As the recent Woodside graduate started his summer baseball season last week with the Pacific Union Financial Capitalists — more commonly known as the Puff Caps — he found himself catching one day and serving as a closing pitcher the next.
This echoes King’s senior season at Woodside, where the two-way standout and lifelong catcher earned Peninsula Athletic League Ocean Division Player of the Year honors, and also doubled down on his surname by claiming the title of Ocean Division strikeout king.
“He’s a kid, if he had it his way, he would never come out of the game,” Woodside manager Dan Rogers said. “But you don’t see [someone play both pitcher and catcher] very often and, to see it at that level, to have success at both positions, it’s something you just don’t see very often.”
It was three years ago when King’s teammate, pitcher Jamie Kruger, earned 2016 Daily Journal Baseball Player of the Year honors. King remembers Kruger’s senior season well, because he was called up to the varsity squad two weeks into his freshman season to handle the Wildcats’ ace.
“I wanted to be him,” King said. “I wanted to do what he had done.”
Mission accomplished as King has been named the 2019 Daily Journal Baseball Player of the Year.
His performance as a position player alone made him a contender for the annual honor. King not only won the team triple crown for the Wildcats, he also claimed the Peninsula Athletic League Ocean Division batting crown with a .476 batting average, all this while serving his fourth season as the varsity squad’s starting catcher.
And not only did King prove a clutch hitter, it was as though the bigger the situation, the more relaxed he approached his at-bats.
“A lot of guys at his age don’t have that approach,” Rogers said. “He’s comfortable in uncomfortable situations, and I think that’s why he’s successful. … I can honestly say I have never seen him uncomfortable at the plate.”
Excellence as a hitter/position player is only half the story though. King actually split catching time with sophomore Garrett Faure this season, but only because King also anchored the Wildcats’ starting rotation, posting a 5-4 record with a 1.51 ERA and a PAL Ocean-best 102 strikeouts.
King is relatively new to pitching, but when a right-hander has the ability to sit low 90s with his fastball, he’s bound to find his way onto the mound. As a junior, he logged just four innings. But through the summer to follow, he went from refining his heater with Nor Cal 2019 Prime, a travel squad out of Marin, to earning a spot in the Area Code Games, the most heralded high school prospect showcase in the nation.
“He’s still learning a lot about pitching,” Rogers said. “I think he wanted to do it because he knows where his talents are, and he stepped up there. But he’s had so much success as a catcher, trying something new might have been a challenge for him.”
King pitched in one game at the Area Code Games, but the glimmer in his eye while talking about two doubles he recorded at the plate was undeniable.
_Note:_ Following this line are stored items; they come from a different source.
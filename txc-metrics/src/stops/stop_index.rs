use std::{
    collections::{hash_map::Entry, HashMap},
    fs::File,
    io::Read,
    path::Path,
};

use csv::StringRecord;
use flate2::read::GzDecoder;
use kdam::tqdm;

use super::{normalize_local_authority_code, normalize_region_code, StopCoordinate};
use crate::{
    config::{DuplicateStopPolicy, StopTableColumns},
    TxcError,
};

/// lookup from stop identifier to its coordinate and administrative areas.
///
/// built once per run and never modified afterward. archive workers share
/// it by reference, as all access is read-only.
#[derive(Debug, Default)]
pub struct StopIndex {
    stops: HashMap<String, StopCoordinate>,
    duplicates: usize,
    excluded: usize,
}

impl StopIndex {
    /// reads a stop coordinate table. a `.gz` suffix is decompressed.
    ///
    /// rows with a missing or non-numeric latitude or longitude are excluded.
    /// the region and local-authority columns are optional; when absent, every
    /// stop is indexed without those areas.
    pub fn try_from_csv(
        path: &Path,
        columns: &StopTableColumns,
        duplicate_policy: DuplicateStopPolicy,
    ) -> Result<StopIndex, TxcError> {
        let filename = path.to_string_lossy().to_string();
        let file = File::open(path).map_err(|e| TxcError::FileReadError {
            path: path.to_path_buf(),
            source: e,
        })?;
        let gzipped = path.extension().is_some_and(|e| e == "gz");
        let reader: Box<dyn Read> = if gzipped {
            Box::new(GzDecoder::new(file))
        } else {
            Box::new(file)
        };
        let mut csv_reader = csv::ReaderBuilder::new()
            .has_headers(true)
            .flexible(true)
            .from_reader(reader);
        let headers = csv_reader
            .headers()
            .map_err(|e| TxcError::StopTableError(filename.clone(), e.to_string()))?
            .clone();

        let required = |name: &str| {
            column_position(&headers, name).ok_or_else(|| {
                TxcError::StopTableError(filename.clone(), format!("missing column '{name}'"))
            })
        };
        let id_col = required(&columns.stop_id)?;
        let lat_col = required(&columns.latitude)?;
        let lon_col = required(&columns.longitude)?;
        let region_col = column_position(&headers, &columns.region);
        let la_col = column_position(&headers, &columns.local_authority);
        if region_col.is_none() {
            log::warn!("stop table {filename} has no '{}' column", columns.region);
        }
        if la_col.is_none() {
            log::warn!(
                "stop table {filename} has no '{}' column",
                columns.local_authority
            );
        }

        let mut index = StopIndex::default();
        let row_iter = tqdm!(csv_reader.records(), desc = format!("reading {filename}"));
        for (row_idx, row) in row_iter.enumerate() {
            let record = row.map_err(|e| {
                TxcError::StopTableError(filename.clone(), format!("row {row_idx}: {e}"))
            })?;
            let stop_id = record.get(id_col).map(str::trim).unwrap_or_default();
            let latitude = parse_coordinate(record.get(lat_col));
            let longitude = parse_coordinate(record.get(lon_col));
            match (stop_id, latitude, longitude) {
                ("", _, _) | (_, None, _) | (_, _, None) => index.excluded += 1,
                (id, Some(lat), Some(lon)) => {
                    let region = region_col
                        .and_then(|c| record.get(c))
                        .and_then(normalize_region_code);
                    let local_authority = la_col
                        .and_then(|c| record.get(c))
                        .and_then(normalize_local_authority_code);
                    let stop = StopCoordinate::new(id.to_string(), lat, lon, region, local_authority);
                    index.insert(stop, duplicate_policy);
                }
            }
        }
        eprintln!();

        index.log_statistics(&filename);
        Ok(index)
    }

    /// builds an index from coordinates already in memory.
    pub fn from_coordinates<I>(stops: I, duplicate_policy: DuplicateStopPolicy) -> StopIndex
    where
        I: IntoIterator<Item = StopCoordinate>,
    {
        let mut index = StopIndex::default();
        for stop in stops {
            index.insert(stop, duplicate_policy);
        }
        index
    }

    fn insert(&mut self, stop: StopCoordinate, duplicate_policy: DuplicateStopPolicy) {
        match self.stops.entry(stop.stop_id.clone()) {
            Entry::Vacant(entry) => {
                entry.insert(stop);
            }
            Entry::Occupied(mut entry) => {
                self.duplicates += 1;
                if duplicate_policy == DuplicateStopPolicy::LastWins {
                    entry.insert(stop);
                }
            }
        }
    }

    fn log_statistics(&self, source: &str) {
        log::info!("indexed {} stops from {source}", self.stops.len());
        if self.excluded > 0 {
            log::info!(
                "excluded {} rows of {source} with missing coordinates",
                self.excluded
            );
        }
        if self.duplicates > 0 {
            log::warn!(
                "{} duplicate stop identifiers found in {source}",
                self.duplicates
            );
        }
    }

    pub fn get(&self, stop_id: &str) -> Option<&StopCoordinate> {
        self.stops.get(stop_id)
    }

    pub fn contains(&self, stop_id: &str) -> bool {
        self.stops.contains_key(stop_id)
    }

    pub fn len(&self) -> usize {
        self.stops.len()
    }

    pub fn is_empty(&self) -> bool {
        self.stops.is_empty()
    }

    /// number of rows that repeated an identifier already in the index
    pub fn duplicates(&self) -> usize {
        self.duplicates
    }

    /// number of table rows dropped for a missing identifier or coordinate
    pub fn excluded(&self) -> usize {
        self.excluded
    }
}

fn column_position(headers: &StringRecord, name: &str) -> Option<usize> {
    headers.iter().position(|h| h.trim() == name)
}

fn parse_coordinate(value: Option<&str>) -> Option<f64> {
    value
        .map(str::trim)
        .and_then(|v| v.parse::<f64>().ok())
        .filter(|v| v.is_finite())
}

#[cfg(test)]
mod test {
    use super::StopIndex;
    use crate::config::{DuplicateStopPolicy, StopTableColumns};
    use crate::stops::StopCoordinate;
    use flate2::{write::GzEncoder, Compression};
    use std::io::Write;
    use std::path::PathBuf;

    fn test_dir() -> PathBuf {
        let dir = std::env::temp_dir().join(format!("txc-metrics-stops-{}", std::process::id()));
        std::fs::create_dir_all(&dir).expect("test dir should be creatable");
        dir
    }

    fn stop(id: &str, lat: f64) -> StopCoordinate {
        StopCoordinate::new(id.to_string(), lat, -1.0, None, None)
    }

    const STOPS_CSV: &str = "\
stop_id,latitude,longitude,region_code,local_authority_code
S1,51.5,-0.12,L,1.0
S2,,-0.13,L,1.0
S3,53.48,-2.24,NW,nan
S4,53.40,not-a-number,NW,4
S1,51.6,-0.14,L,2.0
";

    #[test]
    fn test_duplicates_last_wins() {
        let index = StopIndex::from_coordinates(
            vec![stop("A", 1.0), stop("A", 2.0)],
            DuplicateStopPolicy::LastWins,
        );
        assert_eq!(index.len(), 1);
        assert_eq!(index.duplicates(), 1);
        assert_eq!(index.get("A").map(|s| s.latitude), Some(2.0));
    }

    #[test]
    fn test_duplicates_first_wins() {
        let index = StopIndex::from_coordinates(
            vec![stop("A", 1.0), stop("A", 2.0)],
            DuplicateStopPolicy::FirstWins,
        );
        assert_eq!(index.get("A").map(|s| s.latitude), Some(1.0));
    }

    #[test]
    fn test_read_csv_excludes_missing_coordinates() {
        let path = test_dir().join("stops.csv");
        std::fs::write(&path, STOPS_CSV).expect("write stops");
        let index = StopIndex::try_from_csv(
            &path,
            &StopTableColumns::default(),
            DuplicateStopPolicy::LastWins,
        )
        .expect("stop table should load");

        assert_eq!(index.len(), 2);
        assert_eq!(index.excluded(), 2);
        assert_eq!(index.duplicates(), 1);
        assert!(!index.contains("S2"));
        assert!(!index.contains("S4"));

        let s1 = index.get("S1").expect("S1 indexed");
        assert_eq!(s1.latitude, 51.6);
        assert_eq!(s1.local_authority.as_deref(), Some("2"));
        let s3 = index.get("S3").expect("S3 indexed");
        assert_eq!(s3.region.as_deref(), Some("NW"));
        assert_eq!(s3.local_authority, None);
    }

    #[test]
    fn test_read_gzipped_csv() {
        let path = test_dir().join("stops.csv.gz");
        let file = std::fs::File::create(&path).expect("create gz");
        let mut encoder = GzEncoder::new(file, Compression::default());
        encoder.write_all(STOPS_CSV.as_bytes()).expect("write gz");
        encoder.finish().expect("finish gz");

        let index = StopIndex::try_from_csv(
            &path,
            &StopTableColumns::default(),
            DuplicateStopPolicy::FirstWins,
        )
        .expect("gzipped stop table should load");
        assert_eq!(index.len(), 2);
        assert_eq!(index.get("S1").map(|s| s.latitude), Some(51.5));
    }

    #[test]
    fn test_missing_required_column_fails() {
        let path = test_dir().join("no_latitude.csv");
        std::fs::write(&path, "stop_id,lat,longitude\nS1,51.5,-0.1\n").expect("write stops");
        let result = StopIndex::try_from_csv(
            &path,
            &StopTableColumns::default(),
            DuplicateStopPolicy::LastWins,
        );
        assert!(result.is_err());
    }

    #[test]
    fn test_optional_area_columns() {
        let path = test_dir().join("no_areas.csv");
        std::fs::write(&path, "stop_id,latitude,longitude\nS1,51.5,-0.1\n").expect("write stops");
        let index = StopIndex::try_from_csv(
            &path,
            &StopTableColumns::default(),
            DuplicateStopPolicy::LastWins,
        )
        .expect("stop table should load");
        let s1 = index.get("S1").expect("S1 indexed");
        assert_eq!(s1.region, None);
        assert_eq!(s1.local_authority, None);
    }
}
While King tied his Woodside teammate Owen Crevelt this year for the team lead in home runs with three, it’s King’s gap power that sets him apart. He showed that by ranking second in the CCS with 14 two-baggers.
“I consider myself a catcher that can hit,” King said. “I do not consider myself a power hitter.”
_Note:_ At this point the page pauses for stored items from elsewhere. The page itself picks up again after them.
use std::collections::BTreeMap;

use serde::{Deserialize, Serialize};

use crate::metrics::{round_to_hundredths, RouteMetricsRecord};

#[derive(Serialize, Deserialize, Debug, Clone, Copy, PartialEq, Eq, PartialOrd, Ord)]
#[serde(rename_all = "snake_case")]
pub enum AreaType {
    Region,
    LocalAuthority,
}

/// totals over the routes that touch one region or local authority. a route
/// touching several areas counts toward each of them.
#[derive(Serialize, Deserialize, Debug, Clone, PartialEq)]
pub struct AreaSummary {
    pub area_type: AreaType,
    pub area_code: String,
    pub routes: usize,
    pub total_trips_per_day: usize,
    pub total_mileage_per_day: f64,
    pub mean_route_length_km: f64,
    /// routes that also touch another area of the same type
    pub boundary_crossing_routes: usize,
}

#[derive(Default)]
struct AreaAccumulator {
    routes: usize,
    trips: usize,
    mileage: f64,
    length: f64,
    crossing: usize,
}

impl AreaSummary {
    pub const CSV_HEADER: [&'static str; 7] = [
        "area_type",
        "area_code",
        "routes",
        "total_trips_per_day",
        "total_mileage_per_day",
        "mean_route_length_km",
        "boundary_crossing_routes",
    ];

    /// summarizes records by region, then by local authority, each sorted by
    /// area code. records without geometry have no areas and are not counted.
    pub fn from_records<'a, I>(records: I) -> Vec<AreaSummary>
    where
        I: IntoIterator<Item = &'a RouteMetricsRecord>,
    {
        let mut areas: BTreeMap<(AreaType, String), AreaAccumulator> = BTreeMap::new();
        for record in records {
            let by_type = [
                (AreaType::Region, &record.regions_served),
                (AreaType::LocalAuthority, &record.local_authorities_served),
            ];
            for (area_type, codes) in by_type {
                let crossing = codes.len() > 1;
                for code in codes.iter() {
                    let acc = areas.entry((area_type, code.clone())).or_default();
                    acc.routes += 1;
                    acc.trips += record.trips_per_day;
                    acc.mileage += record.mileage_per_day.unwrap_or_default();
                    acc.length += record.route_length_km.unwrap_or_default();
                    if crossing {
                        acc.crossing += 1;
                    }
                }
            }
        }
        areas
            .into_iter()
            .map(|((area_type, area_code), acc)| AreaSummary {
                area_type,
                area_code,
                routes: acc.routes,
                total_trips_per_day: acc.trips,
                total_mileage_per_day: round_to_hundredths(acc.mileage),
                mean_route_length_km: round_to_hundredths(acc.length / acc.routes as f64),
                boundary_crossing_routes: acc.crossing,
            })
            .collect()
    }
}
King’s all-around baseball tools have earned him a Pac-12 Conference roster spot, though he will not be heading north to Washington State as per his original commitment. King de-committed to the campus in Pullman, Washington, and instead signed a new National Letter of Intent this past Saturday to play at Cal.
Cal’s track record for developing catching talent speaks for itself. The Golden Bears’ most recent starting catcher, Korey Lee, was a first-round draft pick of the Houston Astros earlier this month. In 2016, Brett Cumberland was a second-round pick of the Atlanta Braves. Andrew Knapp was a second-round pick of the Philadelphia Phillies in 2013.
“I want to be able to catch every day,” King said. “I don’t want to be put into the corner as a [pitcher only]. Not yet.”
Woodside has something of a long catching tradition itself. And the Wildcats will be looking for history to repeat itself with the 2019 varsity call-up of Faure, who was one of just two sophomores on the otherwise all upperclassman roster.
Much like King was called up as a freshman to handle “one of the best prep pitchers I ever caught” in Kruger, Faure was handpicked by King to be his personal catcher this year.
“We brought him up and he’s played a lot of baseball; and the best way to get better at baseball is just play a lot of baseball … and I thought he’d be fine on varsity,” King said. “And he played really well.”
For all King’s baseball tools, his feel behind the plate is as advanced as any. So, a ringing endorsement from him, for a catcher, is as good as gold.
“I’ve caught guys that throw really hard,” King said. “And it’s not easy.”
No, it isn’t. King just makes it look that way.